INSTRUCTIONS TO FOLLOW = The data should be duplicated exactly, with every word kept as it is.

Start of ENTRIES PROVIDED

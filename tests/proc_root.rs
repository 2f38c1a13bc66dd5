//! End-to-end collection over a fake proc root on disk.

use std::fs;
use std::path::Path;

use tempfile::TempDir;
use usestat::collector::{
    CollectError, HostInfo, HostTags, RealFs, StaticDevices, UseCollector,
};
use usestat::config::UseConfig;
use usestat::namespace::{Domain, MetricIdentifier};

struct NoHost;

impl HostInfo for NoHost {
    fn tags(&self) -> Result<HostTags, CollectError> {
        Ok(HostTags::new())
    }
}

fn write_proc_root(dir: &Path) {
    fs::write(
        dir.join("stat"),
        "cpu  100 0 50 1000 0 0 0 0 0 0\ncpu0 50 0 25 500 0 0 0 0 0 0\ncpu1 50 0 25 500 0 0 0 0 0 0\nctxt 42\n",
    )
    .unwrap();
    fs::write(dir.join("loadavg"), "1.00 0.50 0.25 2/120 999\n").unwrap();
    fs::write(
        dir.join("diskstats"),
        "   8       0 sda 1 0 8 0 1 0 8 0 0 120 340 0 0 0 0\n 253       0 dm-0 1 0 8 0 1 0 8 0 0 10 20 0 0 0 0\n",
    )
    .unwrap();
    fs::write(
        dir.join("meminfo"),
        "MemTotal:        2000 kB\nMemFree:          500 kB\nMemAvailable:     700 kB\n",
    )
    .unwrap();
    fs::write(dir.join("vmstat"), "pswpin 30\npswpout 60\n").unwrap();
}

fn collector(dir: &TempDir) -> UseCollector<RealFs> {
    UseCollector::new(RealFs::new(), &UseConfig::new(dir.path()))
        .with_devices(StaticDevices(vec!["sda".to_string(), "dm-0".to_string()]))
        .with_host_info(NoHost)
}

fn id(s: &str) -> MetricIdentifier {
    s.parse().unwrap()
}

#[test]
fn collects_whole_catalog_from_files() {
    let dir = TempDir::new().unwrap();
    write_proc_root(dir.path());
    let collector = collector(&dir);

    let catalog = collector.metric_types();
    assert_eq!(catalog.len(), 8);

    let samples = collector.collect_metrics(&catalog).unwrap();
    assert_eq!(samples.len(), catalog.len());

    for sample in &samples {
        let target = sample.identifier.resolve().unwrap();
        let expected = match (target.domain, target.operation.as_str()) {
            // Counters do not move on disk, so every delta metric is zero.
            (Domain::Compute, "utilization") => 0.0,
            (Domain::Compute, _) => 0.5,
            (Domain::Storage, _) => 0.0,
            (Domain::Memory, "utilization") => 75.0,
            (Domain::Memory, _) => 50.0,
        };
        assert_eq!(sample.value, expected, "{}", sample.identifier);
        assert!(sample.tags.is_empty());
    }
}

#[test]
fn missing_counter_file_fails_only_its_metric() {
    let dir = TempDir::new().unwrap();
    write_proc_root(dir.path());
    fs::remove_file(dir.path().join("vmstat")).unwrap();
    let collector = collector(&dir);

    let results = collector.collect_each(&[
        id("/intel/use/memory/utilization"),
        id("/intel/use/memory/saturation"),
    ]);
    assert!(results[0].1.is_ok());
    match &results[1].1 {
        Err(CollectError::Read { path, .. }) => assert!(path.ends_with("vmstat")),
        other => panic!("unexpected result: {:?}", other),
    }
}

#[test]
fn unknown_device_is_reported() {
    let dir = TempDir::new().unwrap();
    write_proc_root(dir.path());
    let collector = collector(&dir);

    let err = collector
        .collect_metric(&id("/intel/use/storage/sdq/utilization"))
        .unwrap_err();
    assert!(err.to_string().contains("sdq"));
}

#[test]
fn samples_serialize_as_json_lines() {
    let dir = TempDir::new().unwrap();
    write_proc_root(dir.path());
    let collector = collector(&dir);

    let sample = collector
        .collect_metric(&id("/intel/use/memory/utilization"))
        .unwrap();
    let line = serde_json::to_string(&sample).unwrap();
    assert!(line.starts_with("{\"identifier\":\"/intel/use/memory/utilization\",\"value\":75.0"));
}
//! Mock filesystem implementations for testing.
//!
//! This module provides `MockFs` and pre-built `/proc` scenarios for
//! exercising the USE calculators without a Linux `/proc`.

mod filesystem;
mod scenarios;

pub use filesystem::MockFs;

End of ENTRIES PROVIDED

RESPONSE FOR THIS EXERCISE =
filename tests/proc_root.rs
repository 2f38c1a13bc66dd5
//! End-to-end collection over a fake proc root on disk.

use std::fs;
use std::path::Path;

use tempfile::TempDir;
use usestat::collector::{
    CollectError, HostInfo, HostTags, RealFs, StaticDevices, UseCollector,
};
use usestat::config::UseConfig;
use usestat::namespace::{Domain, MetricIdentifier};

struct NoHost;

impl HostInfo for NoHost {
    fn tags(&self) -> Result<HostTags, CollectError> {
        Ok(HostTags::new())
    }
}

fn write_proc_root(dir: &Path) {
    fs::write(
        dir.join("stat"),
        "cpu  100 0 50 1000 0 0 0 0 0 0\ncpu0 50 0 25 500 0 0 0 0 0 0\ncpu1 50 0 25 500 0 0 0 0 0 0\nctxt 42\n",
    )
    .unwrap();
    fs::write(dir.join("loadavg"), "1.00 0.50 0.25 2/120 999\n").unwrap();
    fs::write(
        dir.join("diskstats"),
        "   8       0 sda 1 0 8 0 1 0 8 0 0 120 340 0 0 0 0\n 253       0 dm-0 1 0 8 0 1 0 8 0 0 10 20 0 0 0 0\n",
    )
    .unwrap();
    fs::write(
        dir.join("meminfo"),
        "MemTotal:        2000 kB\nMemFree:          500 kB\nMemAvailable:     700 kB\n",
    )
    .unwrap();
    fs::write(dir.join("vmstat"), "pswpin 30\npswpout 60\n").unwrap();
}

fn collector(dir: &TempDir) -> UseCollector<RealFs> {
    UseCollector::new(RealFs::new(), &UseConfig::new(dir.path()))
        .with_devices(StaticDevices(vec!["sda".to_string(), "dm-0".to_string()]))
        .with_host_info(NoHost)
}

fn id(s: &str) -> MetricIdentifier {
    s.parse().unwrap()
}

#[test]
fn collects_whole_catalog_from_files() {
    let dir = TempDir::new().unwrap();
    write_proc_root(dir.path());
    let collector = collector(&dir);

    let catalog = collector.metric_types();
    assert_eq!(catalog.len(), 8);

    let samples = collector.collect_metrics(&catalog).unwrap();
    assert_eq!(samples.len(), catalog.len());

    for sample in &samples {
        let target = sample.identifier.resolve().unwrap();
        let expected = match (target.domain, target.operation.as_str()) {
            // Counters do not move on disk, so every delta metric is zero.
            (Domain::Compute, "utilization") => 0.0,
            (Domain::Compute, _) => 0.5,
            (Domain::Storage, _) => 0.0,
            (Domain::Memory, "utilization") => 75.0,
            (Domain::Memory, _) => 50.0,
        };
        assert_eq!(sample.value, expected, "{}", sample.identifier);
        assert!(sample.tags.is_empty());
    }
}

#[test]
fn missing_counter_file_fails_only_its_metric() {
    let dir = TempDir::new().unwrap();
    write_proc_root(dir.path());
    fs::remove_file(dir.path().join("vmstat")).unwrap();
    let collector = collector(&dir);

    let results = collector.collect_each(&[
        id("/intel/use/memory/utilization"),
        id("/intel/use/memory/saturation"),
    ]);
    assert!(results[0].1.is_ok());
    match &results[1].1 {
        Err(CollectError::Read { path, .. }) => assert!(path.ends_with("vmstat")),
        other => panic!("unexpected result: {:?}", other),
    }
}

#[test]
fn unknown_device_is_reported() {
    let dir = TempDir::new().unwrap();
    write_proc_root(dir.path());
    let collector = collector(&dir);

    let err = collector
        .collect_metric(&id("/intel/use/storage/sdq/utilization"))
        .unwrap_err();
    assert!(err.to_string().contains("sdq"));
}

#[test]
fn samples_serialize_as_json_lines() {
    let dir = TempDir::new().unwrap();
    write_proc_root(dir.path());
    let collector = collector(&dir);

    let sample = collector
        .collect_metric(&id("/intel/use/memory/utilization"))
        .unwrap();
    let line = serde_json::to_string(&sample).unwrap();
    assert!(line.starts_with("{\"identifier\":\"/intel/use/memory/utilization\",\"value\":75.0"));
}
//! Mock filesystem implementations for testing.
//!
//! This module provides `MockFs` and pre-built `/proc` scenarios for
//! exercising the USE calculators without a Linux `/proc`.

mod filesystem;
mod scenarios;

pub use filesystem::MockFs;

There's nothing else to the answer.